Zelenskyy’s Mission remarked that after the full-scale invasion in 2022, it became even more difficult to obtain objective information from occupied Crimea. Changes in the Russian Federation’s legislation made it much easier for the occupying state to harass the media and facilitate the formation of lists of so-called “extremists,” illegally extending this to the temporarily occupied territories. This practice also applies to ordinary Ukrainian citizens who publish information or opinions unfavourable to the occupiers on social media.

 The Mission of the President of Ukraine in the Autonomous Republic of Crimea expressed its gratitude for the dedication and fearless work under threat to every person whose report covers the war crimes of the aggressor state, committed, in particular, on the territory of the Crimean Peninsula.

 

We believe that freedom of speech will soon return to Crimea, and journalists from all over the country will freely share the victories and accomplishments of our society and state in the international space," the Mission of the President of Ukraine in the Autonomous Republic of Crimea said in its statement.

In April 2024, the National Union of Journalists of Ukraine reported that at least 28 Ukrainian media workers and citizen journalists, including those in the temporarily occupied Crimea, are being held in captivity “as a result of illegal detentions, capture, false accusations, and sham “trials” by Russian occupiers in Ukraine”. The Union also published a list of imprisoned journalists.

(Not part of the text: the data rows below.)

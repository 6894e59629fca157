pub const BOOK_ICON: &str = "/assets/book-icon.png";
pub const HEADER_LOGO: &str = "/assets/logo-header.png";
pub const FOOTER_LOGO: &str = "/assets/logo-footer.png";
pub const HERO_IMAGE: &str = "/assets/hero.png";
pub const COMMUNITY_IMAGE: &str = "/assets/community.png";

pub const GITHUB_URL: &str = "https://github.com/Bem-Lidos";
pub const INSTAGRAM_URL: &str = "https://www.instagram.com/bem.lidos/";

#[derive(Clone, Copy, PartialEq)]
pub enum FeatureIcon {
    Image(&'static str),
    Glyph(&'static str, &'static str),
}

pub struct Feature {
    pub icon: FeatureIcon,
    pub title: &'static str,
    pub description: &'static str,
}

pub const FEATURES: [Feature; 6] = [
    Feature {
        icon: FeatureIcon::Image(BOOK_ICON),
        title: "Gestão de Livros",
        description: "Organize sua biblioteca pessoal com facilidade. Adicione, edite e gerencie todos os seus livros em um só lugar.",
    },
    Feature {
        icon: FeatureIcon::Glyph("★", "#eab308"),
        title: "Avaliações e Reviews",
        description: "Avalie livros de 1 a 5 estrelas e compartilhe suas opiniões com a comunidade literária.",
    },
    Feature {
        icon: FeatureIcon::Glyph("💬", "#2563eb"),
        title: "Fórum de Discussões",
        description: "Participe de discussões sobre seus livros favoritos e conecte-se com outros leitores.",
    },
    Feature {
        icon: FeatureIcon::Glyph("♥", "#ef4444"),
        title: "Lista de Favoritos",
        description: "Salve seus livros preferidos e acesse-os rapidamente quando precisar.",
    },
    Feature {
        icon: FeatureIcon::Glyph("✨", "#4f46e5"),
        title: "Recomendações Personalizadas",
        description: "Receba sugestões de leitura baseadas nas suas preferências e histórico.",
    },
    Feature {
        icon: FeatureIcon::Glyph("🛡", "#16a34a"),
        title: "Autenticação Segura",
        description: "Sistema robusto de autenticação com diferentes níveis de permissão.",
    },
];

pub struct Highlight {
    pub glyph: &'static str,
    pub title: &'static str,
    pub description: &'static str,
}

pub const COMMUNITY_HIGHLIGHTS: [Highlight; 3] = [
    Highlight {
        glyph: "💬",
        title: "Discussões Profundas",
        description: "Crie e participe de tópicos sobre qualquer livro ou tema literário.",
    },
    Highlight {
        glyph: "👥",
        title: "Comunidade Ativa",
        description: "Faça parte de uma comunidade engajada de amantes da leitura.",
    },
    Highlight {
        glyph: "📈",
        title: "Descubra Tendências",
        description: "Fique por dentro dos livros mais comentados e tendências literárias.",
    },
];

pub const HERO_STATS: [(&str, &str); 3] = [
    ("👥", "Usuários ativos"),
    ("📚", "Livros cadastrados"),
    ("★", "Avaliação média"),
];
use web_sys::HtmlInputElement;
use wasm_bindgen_futures::spawn_local;
use yew::prelude::*;

use crate::components::dialog::Dialog;
use crate::components::toast::use_toaster;
use crate::messages;
use crate::registration::state::{RegistrationAction, RegistrationDialogState};
use crate::registration::{settle, submit_registration, Notice};

/// "Fazer Pré-Cadastro" button and the dialog it opens.
#[function_component(PreRegistration)]
pub fn pre_registration() -> Html {
    let state = use_reducer(RegistrationDialogState::default);
    let toaster = use_toaster();

    let open_dialog = {
        let state = state.clone();
        Callback::from(move |_: MouseEvent| state.dispatch(RegistrationAction::Open))
    };

    let close_dialog = {
        let state = state.clone();
        Callback::from(move |_: ()| state.dispatch(RegistrationAction::Close))
    };

    let on_email = {
        let state = state.clone();
        Callback::from(move |e: InputEvent| {
            let input: HtmlInputElement = e.target_unchecked_into();
            state.dispatch(RegistrationAction::SetEmail(input.value()));
        })
    };

    let on_full_name = {
        let state = state.clone();
        Callback::from(move |e: InputEvent| {
            let input: HtmlInputElement = e.target_unchecked_into();
            state.dispatch(RegistrationAction::SetFullName(input.value()));
        })
    };

    let onsubmit = {
        let state = state.clone();
        Callback::from(move |e: SubmitEvent| {
            e.prevent_default();
            let Some(form) = state.begin_submission() else {
                return;
            };

            state.dispatch(RegistrationAction::SubmitStarted);
            let dispatcher = state.dispatcher();
            let toaster = toaster.clone();
            spawn_local(async move {
                let result = submit_registration(form).await;
                if let Err(e) = &result {
                    gloo_console::error!("Pre-registration error:", e.to_string());
                }

                let settlement = settle(&result);
                match settlement.notice {
                    Notice::Success(message) => toaster.success(message),
                    Notice::Failure(message) => toaster.error(message),
                }
                dispatcher.dispatch(settlement.action);
            });
        })
    };

    let submit_label = if state.loading {
        messages::SUBMIT_LOADING
    } else {
        messages::SUBMIT_IDLE
    };

    html! {
        <>
            <button class="cta-button" onclick={open_dialog}>
                {"Fazer Pré-Cadastro"}
            </button>
            <Dialog
                open={state.open}
                title="Pré-Cadastro BemLidos"
                description={Some(AttrValue::from("Faça seu pré-cadastro e seja um dos primeiros a usar o BemLidos!"))}
                on_close={close_dialog}
            >
                <form class="pre-registration-form" {onsubmit}>
                    <div class="form-field">
                        <label for="email">{"Email"}</label>
                        <input
                            id="email"
                            type="email"
                            placeholder="seu.email@example.com"
                            value={state.form.email.clone()}
                            oninput={on_email}
                            required=true
                        />
                    </div>
                    <div class="form-field">
                        <label for="fullName">{"Nome Completo"}</label>
                        <input
                            id="fullName"
                            type="text"
                            placeholder="João da Silva"
                            value={state.form.full_name.clone()}
                            oninput={on_full_name}
                            required=true
                        />
                    </div>
                    <button type="submit" class="form-submit" disabled={state.loading}>
                        { submit_label }
                    </button>
                </form>
            </Dialog>
            <style>
                {r#"
                .pre-registration-form {
                    display: flex;
                    flex-direction: column;
                    gap: 0.75rem;
                    padding: 0.5rem 0;
                }
                .form-field {
                    display: flex;
                    flex-direction: column;
                    gap: 0.25rem;
                }
                .form-field label {
                    font-size: 0.875rem;
                    font-weight: 500;
                }
                .form-field input {
                    height: 2.25rem;
                    padding: 0 0.75rem;
                    border: 1px solid #d1d5db;
                    border-radius: 8px;
                    font-size: 0.9rem;
                }
                .form-field input:focus {
                    outline: 2px solid #c4b5fd;
                    border-color: #7c3aed;
                }
                .form-submit {
                    height: 2.25rem;
                    border: none;
                    border-radius: 8px;
                    background: #111827;
                    color: #ffffff;
                    font-size: 0.875rem;
                    cursor: pointer;
                }
                .form-submit:disabled {
                    opacity: 0.6;
                    cursor: not-allowed;
                }
                "#}
            </style>
        </>
    }
}
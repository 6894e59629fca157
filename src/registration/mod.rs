pub mod client;
pub mod payload;
pub mod state;

use log::{info, warn};

use crate::messages;
use client::{post_registration, RegistrationError};
use payload::{RegistrationForm, RegistrationPayload};
use state::RegistrationAction;

/// Derives the payload from what the user typed and posts it once.
pub async fn submit_registration(form: RegistrationForm) -> Result<(), RegistrationError> {
    let payload = RegistrationPayload::from_form(&form, &mut rand::thread_rng());

    match post_registration(&payload).await {
        Ok(()) => {
            info!("Pre-registration accepted for {}", payload.username);
            Ok(())
        }
        Err(e) => {
            warn!("Pre-registration failed: {}", e);
            Err(e)
        }
    }
}

#[derive(Debug, PartialEq)]
pub enum Notice {
    Success(&'static str),
    Failure(&'static str),
}

/// What the dialog does once a submission settles: which toast to show and
/// which action to dispatch.
#[derive(Debug, PartialEq)]
pub struct Settlement {
    pub notice: Notice,
    pub action: RegistrationAction,
}

pub fn settle(result: &Result<(), RegistrationError>) -> Settlement {
    match result {
        Ok(()) => Settlement {
            notice: Notice::Success(messages::PRE_REGISTRATION_SUCCESS),
            action: RegistrationAction::SubmitSucceeded,
        },
        Err(e) => Settlement {
            notice: Notice::Failure(e.user_message()),
            action: RegistrationAction::SubmitFailed,
        },
    }
}

#[cfg(test)]
mod tests {
    use super::*;
    use super::client::check_status;
    use super::state::RegistrationDialogState;
    use std::rc::Rc;
    use yew::prelude::Reducible;

    fn in_flight() -> Rc<RegistrationDialogState> {
        [
            RegistrationAction::Open,
            RegistrationAction::SetEmail("joao@example.com".to_string()),
            RegistrationAction::SetFullName("João da Silva".to_string()),
            RegistrationAction::SubmitStarted,
        ]
        .into_iter()
        .fold(Rc::new(RegistrationDialogState::default()), |s, a| s.reduce(a))
    }

    #[test]
    fn accepted_submission_toasts_success_and_closes() {
        let settlement = settle(&check_status(201));
        assert_eq!(settlement.notice, Notice::Success(messages::PRE_REGISTRATION_SUCCESS));

        let state = in_flight().reduce(settlement.action);
        assert!(!state.open);
        assert!(!state.loading);
        assert_eq!(state.form, RegistrationForm::default());
    }

    #[test]
    fn rejected_submission_toasts_failure_and_keeps_values() {
        for status in [400, 500] {
            let settlement = settle(&check_status(status));
            assert_eq!(settlement.notice, Notice::Failure(messages::PRE_REGISTRATION_FAILURE));
            assert_eq!(settlement.action, RegistrationAction::SubmitFailed);

            let state = in_flight().reduce(settlement.action);
            assert!(state.open);
            assert!(!state.loading);
            assert_eq!(state.form.email, "joao@example.com");
            assert_eq!(state.form.full_name, "João da Silva");
        }
    }
}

Earlier, the Committee to Protect Journalists (CPJ) called on the temporary authorities in the Russian-occupied Ukrainian peninsula of Crimea to stop intimidating journalist Lutfiye Zudiyeva and let members of the press work freely.

The human rights community in Ukraine also believes that the de-occupation of Crimea is necessary to stop the systematic violations of human rights committed by the Russian Federation on the peninsula. They are urging other countries to support Ukraine with timely and sufficient weapons and military equipment supplies towards this end.

Earlier, the human rights NGO Crimea SOS emphasised that ignoring the war crimes of the Russian occupiers has led to a deterioration of the human rights situation in the occupied Crimea. The lack of response from the international community to the occupation of Crimea and the further crimes of the occupiers made it easier for Russia to turn the peninsula into a springboard for the invasion of mainland Ukraine in 2022.

In July 2023, Wayne Jordash, the managing partner of Global Rights Compliance LLPsaid that the International Criminal Court is not doing enough to investigate international crimes against civilians in the temporarily occupied Crimea.